Todo colombiano sabe y conoce que para pretender ingresar a determinada entidad oficial debe primero contactar al parlamentario que la controla, granjearse su amistad, obsequiarlo y halagarlo y comprometerse en la entrega de cierta cantidad de dinero en la campaña política. Sé que brincarán, como ya lo han hecho, los políticos de Nariño, pero es una verdad inocultable que desafortunadamente y por lo inveterada ya es casi que una costumbre social. Retaba en una de mis columnas de opinión a los políticos de mi región para que me demuestren que lo dicho es falso, que no poseen burocracia, que no manejan x o y entidad o que no tienen injerencia alguna a la hora de distribuir los contratos millonarios que entregan al mejor postor. Ninguno respondió.

Nos rasgamos las vestiduras, señalamos al corrupto caído, pero nos empeñamos en sostener un estado político que por donde se lo mire es podrido. No existe político que no maneje su propia entidad oficial, entregada por el gobernante de turno que responde así  a la generosidad electoral del cacique de turno; nos acostumbramos a que la política sea así, a que sea el más vivo y oportunista quien rija los destinos de su pueblo y son, lógicamente, los más astutos quienes llegan al poder. Los más preparados se ven imposibilitados de ascender en esa esfera por cuanto carecen de esa falta de dignidad para someterse a los dictámenes de un corrupto que de alguna manera debe recuperar los onerosos gastos de su campaña electoral.

De acuerdo a cifras serias y claras para llegar a ser senador o representante se requiere disponer de cerca de tres mil millones de pesos para gastarlos a manos llenas en la logística que requiere tal aspiración.  Claro está que este dinero debe recuperarse y la mejor manera de hacerlo está en las entidades oficiales como Bienestar Familiar entre otras.

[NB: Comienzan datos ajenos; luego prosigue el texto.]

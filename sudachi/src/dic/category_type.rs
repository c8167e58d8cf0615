/*
 * Copyright (c) 2021 Works Applications Co., Ltd.
 *
 * Licensed under the Apache License, Version 2.0 (the "License");
 * you may not use this file except in compliance with the License.
 * You may obtain a copy of the License at
 *
 *     http://www.apache.org/licenses/LICENSE-2.0
 *
 * Unless required by applicable law or agreed to in writing, software
 * distributed under the License is distributed on an "AS IS" BASIS,
 * WITHOUT WARRANTIES OR CONDITIONS OF ANY KIND, either express or implied.
 * See the License for the specific language governing permissions and
 * limitations under the License.
 */

use crate::error::SudachiError;
use bitflags::bitflags;
use std::fmt::{Debug, Formatter};
use std::str::FromStr;

bitflags! {
    /// A set of categories for a character
    ///
    /// Implemented as a bitset with fixed size
    #[repr(transparent)]
    #[derive(Clone, Copy, PartialEq, Eq, Hash)]
    pub struct CategoryType: u32 {
        /** The fall back category. */
        const DEFAULT = (1 << 0);
        /** White spaces. */
        const SPACE = (1 << 1);
        /** CJKV ideographic characters. */
        const KANJI = (1 << 2);
        /** Symbols. */
        const SYMBOL = (1 << 3);
        /** Numerical characters. */
        const NUMERIC = (1 << 4);
        /** Latin alphabets. */
        const ALPHA = (1 << 5);
        /** Hiragana characters. */
        const HIRAGANA = (1 << 6);
        /** Katakana characters. */
        const KATAKANA = (1 << 7);
        /** Kanji numeric characters. */
        const KANJINUMERIC = (1 << 8);
        /** Greek alphabets. */
        const GREEK = (1 << 9);
        /** Cyrillic alphabets. */
        const CYRILLIC = (1 << 10);
        /** User defined category. */
        const USER1 = (1 << 11);
        /** User defined category. */
        const USER2 = (1 << 12);
        /** User defined category. */
        const USER3 = (1 << 13);
        /** User defined category. */
        const USER4 = (1 << 14);
        /** This character cannot be the beginning of an OOV word */
        const NOOOVBOW = (1 << 30);
        /** This and next characters cannot be the beginning of an OOV word */
        const NOOOVBOW2 = (1 << 31);

        /** All categories at once except NOOOVBOW/2 */
        const ALL = 0b00111111_11111111_11111111_11111111;
    }
}

impl CategoryType {
    pub fn count(self) -> u32 {
        self.bits().count_ones()
    }
}

impl Default for CategoryType {
    fn default() -> Self {
        Self::DEFAULT
    }
}

impl Debug for CategoryType {
    fn fmt(&self, f: &mut Formatter<'_>) -> std::fmt::Result {
        bitflags::parser::to_writer(self, f)
    }
}

impl FromStr for CategoryType {
    type Err = SudachiError;

    fn from_str(s: &str) -> Result<Self, Self::Err> {
        let result = bitflags::parser::from_str::<CategoryType>(s);
        result.map_err(|_| SudachiError::InvalidCharacterCategoryType(s.into()))
    }
}

#[cfg(test)]
mod test {
    use super::*;
    use claim::assert_matches;

    #[test]
    fn format() {
        assert_eq!("GREEK", format!("{:?}", CategoryType::GREEK));
        assert_eq!(
            "SPACE | GREEK",
            format!("{:?}", CategoryType::GREEK | CategoryType::SPACE)
        );
    }

    #[test]
    fn ct_size() {
        assert_eq!(4, std::mem::size_of::<CategoryType>())
    }

    #[test]
    fn count() {
        let c1 = CategoryType::GREEK | CategoryType::KANJI;
        assert_eq!(c1.count(), 2);
        let c2 = CategoryType::USER1 | CategoryType::USER2 | CategoryType::USER3;
        assert_eq!(c2.count(), 3);
    }

    #[test]
    fn iter_is_correct_3() {
        let ct = CategoryType::GREEK | CategoryType::KANJI | CategoryType::USER1;
        let mut iter = ct.iter();
        assert_matches!(iter.next(), Some(CategoryType::KANJI));
        assert_matches!(iter.next(), Some(CategoryType::GREEK));
        assert_matches!(iter.next(), Some(CategoryType::USER1));
        assert_matches!(iter.next(), None);
    }
}
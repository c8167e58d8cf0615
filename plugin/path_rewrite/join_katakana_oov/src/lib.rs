/*
 * Copyright (c) 2021 Works Applications Co., Ltd.
 *
 * Licensed under the Apache License, Version 2.0 (the "License");
 * you may not use this file except in compliance with the License.
 * You may obtain a copy of the License at
 *
 *     http://www.apache.org/licenses/LICENSE-2.0
 *
 * Unless required by applicable law or agreed to in writing, software
 * distributed under the License is distributed on an "AS IS" BASIS,
 * WITHOUT WARRANTIES OR CONDITIONS OF ANY KIND, either express or implied.
 * See the License for the specific language governing permissions and
 * limitations under the License.
 */

use serde::Deserialize;
use serde_json::Value;

use sudachi::analysis::lattice::Lattice;
use sudachi::analysis::node::{concat_oov_nodes, LatticeNode, ResultNode};
use sudachi::config::Config;
use sudachi::declare_path_rewrite_plugin;
use sudachi::dic::category_type::CategoryType;
use sudachi::dic::grammar::Grammar;
use sudachi::input_text::InputBuffer;
use sudachi::input_text::InputTextIndex;
use sudachi::plugin::path_rewrite::PathRewritePlugin;
use sudachi::prelude::*;

declare_path_rewrite_plugin!(JoinKatakanaOovPlugin, JoinKatakanaOovPlugin::default);

/// Concatenates katakana oov nodes into one
#[derive(Default)]
pub struct JoinKatakanaOovPlugin {
    /// The pos_id used for concatenated node
    oov_pos_id: u16,
    /// The minimum node char_length to concatenate even if it is not oov
    min_length: usize,
}

/// Struct corresponds with raw config json file.
#[allow(non_snake_case)]
#[derive(Deserialize)]
struct PluginSettings {
    oovPOS: Vec<String>,
    minLength: usize,
}

impl JoinKatakanaOovPlugin {
    fn is_katakana_node<T: InputTextIndex>(&self, text: &T, node: &ResultNode) -> bool {
        text.cat_of_range(node.begin()..node.end())
            .contains(CategoryType::KATAKANA)
    }

    fn can_oov_bow_node<T: InputTextIndex>(&self, text: &T, node: &ResultNode) -> bool {
        !text
            .cat_at_char(node.begin())
            .contains(CategoryType::NOOOVBOW)
    }

    fn is_shorter(&self, node: &ResultNode) -> bool {
        node.num_codepts() < self.min_length
    }

    fn rewrite_gen<T: InputTextIndex>(
        &self,
        text: &T,
        mut path: Vec<ResultNode>,
        _lattice: &Lattice,
    ) -> SudachiResult<Vec<ResultNode>> {
        let mut i = 0;
        loop {
            if i >= path.len() {
                break;
            }

            let node = &path[i];
            if !(node.is_oov() || self.is_shorter(node)) || !self.is_katakana_node(text, node) {
                i += 1;
                continue;
            }
            let mut begin = i as i32 - 1;
            loop {
                if begin < 0 {
                    break;
                }
                if !self.is_katakana_node(text, &path[begin as usize]) {
                    begin += 1;
                    break;
                }
                begin -= 1;
            }
            let mut begin = if begin < 0 { 0 } else { begin as usize };
            let mut end = i + 1;
            loop {
                if end >= path.len() {
                    break;
                }
                if !self.is_katakana_node(text, &path[end]) {
                    break;
                }
                end += 1;
            }
            while begin != end && !self.can_oov_bow_node(text, &path[begin]) {
                begin += 1;
            }

            if (end - begin) > 1 {
                path = concat_oov_nodes(path, begin, end, self.oov_pos_id)?;
                // skip next node, as we already know it is not a joinable katakana
                i = begin + 1;
            }
            i += 1;
        }

        Ok(path)
    }
}

impl PathRewritePlugin for JoinKatakanaOovPlugin {
    fn set_up(
        &mut self,
        settings: &Value,
        _config: &Config,
        grammar: &Grammar,
    ) -> SudachiResult<()> {
        let settings: PluginSettings = serde_json::from_value(settings.clone())?;

        let oov_pos_string: Vec<&str> = settings.oovPOS.iter().map(|s| s.as_str()).collect();
        let oov_pos_id = grammar.get_part_of_speech_id(&oov_pos_string).ok_or(
            SudachiError::InvalidPartOfSpeech(format!("{:?}", oov_pos_string)),
        )?;
        let min_length = settings.minLength;

        self.oov_pos_id = oov_pos_id;
        self.min_length = min_length;

        Ok(())
    }

    fn rewrite(
        &self,
        text: &InputBuffer,
        path: Vec<ResultNode>,
        lattice: &Lattice,
    ) -> SudachiResult<Vec<ResultNode>> {
        self.rewrite_gen(text, path, lattice)
    }
}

Pero en todas ocurre lo mismo, sabemos, por ejemplo de entidades que las maneja el mismo político hace más de veinte años, que maneja recursos cuantiosos y que están a su disposición en todo momento, que nadie puede ingresar sin su consentimiento y que el testaferro o director de turno debe obedecer ciegamente las ordenes de su jefe. Claro está que al momento de un destape la culpabilidad la asume el testaferro por cuanto su jefe político y padrino negará enfáticamente toda injerencia y responsabilidad, saldrá a los medios y pedirá justicia si su pupilo se descarriló desobedeciendo sus preceptos morales y administrativos.

Nos acostumbramos a que la política sea así, a las coimas, a las cuotas burocráticas, al serrucho y al chanchullo.  Nos acostumbramos a que se roben el presupuesto nacional, a callar cuando de alguna manera nos beneficiamos con pautas o contratos, a sentirnos buenos ciudadanos sin que nada nos importe el sentimiento cristiano de honradez y solidaridad. Gracias a este silencio  y aceptación colectiva en esta sola entidad se raponearon los dineros de los niños, se quedaron sin comida, sin atención oportuna y efectiva.  Niños a los cuales se les daban sobras en vez de comida y que en sus escuelas y colegios recibían simples migajas de programas creados con el fin de combatir su hambre y desnutrición. En muchas escuelas, por no decir todas, los niños reciben un banano y una naranja como ración alimentaria, de vez en cuando les adicionan un dulce o un pequeñísimo pastel. Lo peor es que docentes, directivos y padres de familia callamos acostumbrados a la estupidez general.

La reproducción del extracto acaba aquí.